Task requirements » Going down the listing below, print exactly each line from the one with "filename src/utils/mod.rs" up to and including the one with "for name in", and skip the rest.

↓

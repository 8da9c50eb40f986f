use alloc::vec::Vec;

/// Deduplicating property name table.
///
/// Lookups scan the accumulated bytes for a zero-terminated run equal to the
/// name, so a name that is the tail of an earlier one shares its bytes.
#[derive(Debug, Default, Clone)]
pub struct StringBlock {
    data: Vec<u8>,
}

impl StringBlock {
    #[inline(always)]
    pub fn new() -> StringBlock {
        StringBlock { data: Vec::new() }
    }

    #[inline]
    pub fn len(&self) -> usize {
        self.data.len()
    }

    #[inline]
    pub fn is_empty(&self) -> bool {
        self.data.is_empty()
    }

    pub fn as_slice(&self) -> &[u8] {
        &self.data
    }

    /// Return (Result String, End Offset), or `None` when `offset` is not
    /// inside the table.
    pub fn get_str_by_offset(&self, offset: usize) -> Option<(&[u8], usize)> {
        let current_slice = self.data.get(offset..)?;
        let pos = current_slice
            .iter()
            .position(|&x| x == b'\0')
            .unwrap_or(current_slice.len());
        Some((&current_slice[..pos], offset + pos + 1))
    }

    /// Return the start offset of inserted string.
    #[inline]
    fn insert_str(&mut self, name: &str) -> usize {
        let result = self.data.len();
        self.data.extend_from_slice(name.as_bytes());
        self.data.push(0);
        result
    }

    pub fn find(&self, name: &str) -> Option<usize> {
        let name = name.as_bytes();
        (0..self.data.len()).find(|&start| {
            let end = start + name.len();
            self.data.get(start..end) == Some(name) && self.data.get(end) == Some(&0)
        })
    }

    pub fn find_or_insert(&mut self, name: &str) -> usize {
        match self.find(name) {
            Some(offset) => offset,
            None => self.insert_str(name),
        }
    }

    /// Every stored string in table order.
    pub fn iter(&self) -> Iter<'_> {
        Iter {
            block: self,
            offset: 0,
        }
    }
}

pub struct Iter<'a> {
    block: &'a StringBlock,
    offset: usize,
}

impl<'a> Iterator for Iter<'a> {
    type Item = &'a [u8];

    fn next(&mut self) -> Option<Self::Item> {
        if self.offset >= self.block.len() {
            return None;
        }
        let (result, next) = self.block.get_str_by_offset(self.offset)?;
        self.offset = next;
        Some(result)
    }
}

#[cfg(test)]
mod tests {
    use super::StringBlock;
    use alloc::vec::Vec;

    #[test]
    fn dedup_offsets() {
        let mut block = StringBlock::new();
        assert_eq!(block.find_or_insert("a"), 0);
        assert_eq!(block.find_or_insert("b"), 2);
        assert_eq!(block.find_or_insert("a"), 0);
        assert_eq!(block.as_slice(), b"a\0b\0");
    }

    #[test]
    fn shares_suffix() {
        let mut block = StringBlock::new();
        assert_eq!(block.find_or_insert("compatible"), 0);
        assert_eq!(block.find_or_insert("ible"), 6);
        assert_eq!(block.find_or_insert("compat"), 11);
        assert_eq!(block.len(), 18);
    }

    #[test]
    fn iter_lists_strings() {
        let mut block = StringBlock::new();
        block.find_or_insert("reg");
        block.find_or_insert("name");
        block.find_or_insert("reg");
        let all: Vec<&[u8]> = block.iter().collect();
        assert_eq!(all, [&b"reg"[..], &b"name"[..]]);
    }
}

↑
↓

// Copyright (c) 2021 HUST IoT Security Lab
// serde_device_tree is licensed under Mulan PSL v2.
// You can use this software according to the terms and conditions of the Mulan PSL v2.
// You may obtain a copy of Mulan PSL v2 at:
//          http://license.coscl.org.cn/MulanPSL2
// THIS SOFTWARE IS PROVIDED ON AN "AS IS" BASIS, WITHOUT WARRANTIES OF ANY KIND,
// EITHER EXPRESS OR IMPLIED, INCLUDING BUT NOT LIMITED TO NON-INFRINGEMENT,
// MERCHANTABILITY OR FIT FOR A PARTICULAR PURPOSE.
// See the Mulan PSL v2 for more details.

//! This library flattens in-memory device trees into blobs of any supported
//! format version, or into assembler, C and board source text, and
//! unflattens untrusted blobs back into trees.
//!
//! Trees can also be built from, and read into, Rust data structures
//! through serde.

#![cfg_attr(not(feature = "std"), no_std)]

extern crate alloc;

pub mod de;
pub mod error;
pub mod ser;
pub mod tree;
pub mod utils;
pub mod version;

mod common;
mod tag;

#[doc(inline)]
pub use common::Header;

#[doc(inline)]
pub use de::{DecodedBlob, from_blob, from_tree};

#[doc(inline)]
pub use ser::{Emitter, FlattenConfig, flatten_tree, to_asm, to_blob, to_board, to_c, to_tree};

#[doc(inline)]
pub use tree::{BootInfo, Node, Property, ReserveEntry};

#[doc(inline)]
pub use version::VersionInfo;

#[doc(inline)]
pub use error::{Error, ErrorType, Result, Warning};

↑
↓

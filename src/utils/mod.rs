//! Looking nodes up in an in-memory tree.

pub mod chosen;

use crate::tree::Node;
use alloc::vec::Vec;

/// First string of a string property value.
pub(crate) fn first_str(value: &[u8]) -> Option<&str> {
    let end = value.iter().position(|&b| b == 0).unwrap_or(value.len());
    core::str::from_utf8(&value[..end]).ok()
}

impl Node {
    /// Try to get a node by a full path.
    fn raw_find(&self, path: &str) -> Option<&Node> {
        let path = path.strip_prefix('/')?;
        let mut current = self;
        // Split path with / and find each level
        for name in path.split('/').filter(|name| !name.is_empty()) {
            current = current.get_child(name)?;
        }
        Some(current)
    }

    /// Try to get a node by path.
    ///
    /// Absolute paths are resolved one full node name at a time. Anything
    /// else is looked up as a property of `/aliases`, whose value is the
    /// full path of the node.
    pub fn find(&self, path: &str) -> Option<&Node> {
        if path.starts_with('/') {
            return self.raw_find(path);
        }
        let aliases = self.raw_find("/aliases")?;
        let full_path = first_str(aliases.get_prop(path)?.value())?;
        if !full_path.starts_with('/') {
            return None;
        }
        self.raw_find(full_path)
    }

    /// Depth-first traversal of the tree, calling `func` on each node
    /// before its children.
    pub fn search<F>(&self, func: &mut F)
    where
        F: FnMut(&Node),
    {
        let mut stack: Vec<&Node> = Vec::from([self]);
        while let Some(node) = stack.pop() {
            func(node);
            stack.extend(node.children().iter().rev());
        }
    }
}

↑

Response for this exercise »
filename src/utils/mod.rs
//! Looking nodes up in an in-memory tree.

pub mod chosen;

use crate::tree::Node;
use alloc::vec::Vec;

/// First string of a string property value.
pub(crate) fn first_str(value: &[u8]) -> Option<&str> {
    let end = value.iter().position(|&b| b == 0).unwrap_or(value.len());
    core::str::from_utf8(&value[..end]).ok()
}

impl Node {
    /// Try to get a node by a full path.
    fn raw_find(&self, path: &str) -> Option<&Node> {
        let path = path.strip_prefix('/')?;
        let mut current = self;
        // Split path with / and find each level
        for name in path.split('/').filter(|name| !name.is_empty()) {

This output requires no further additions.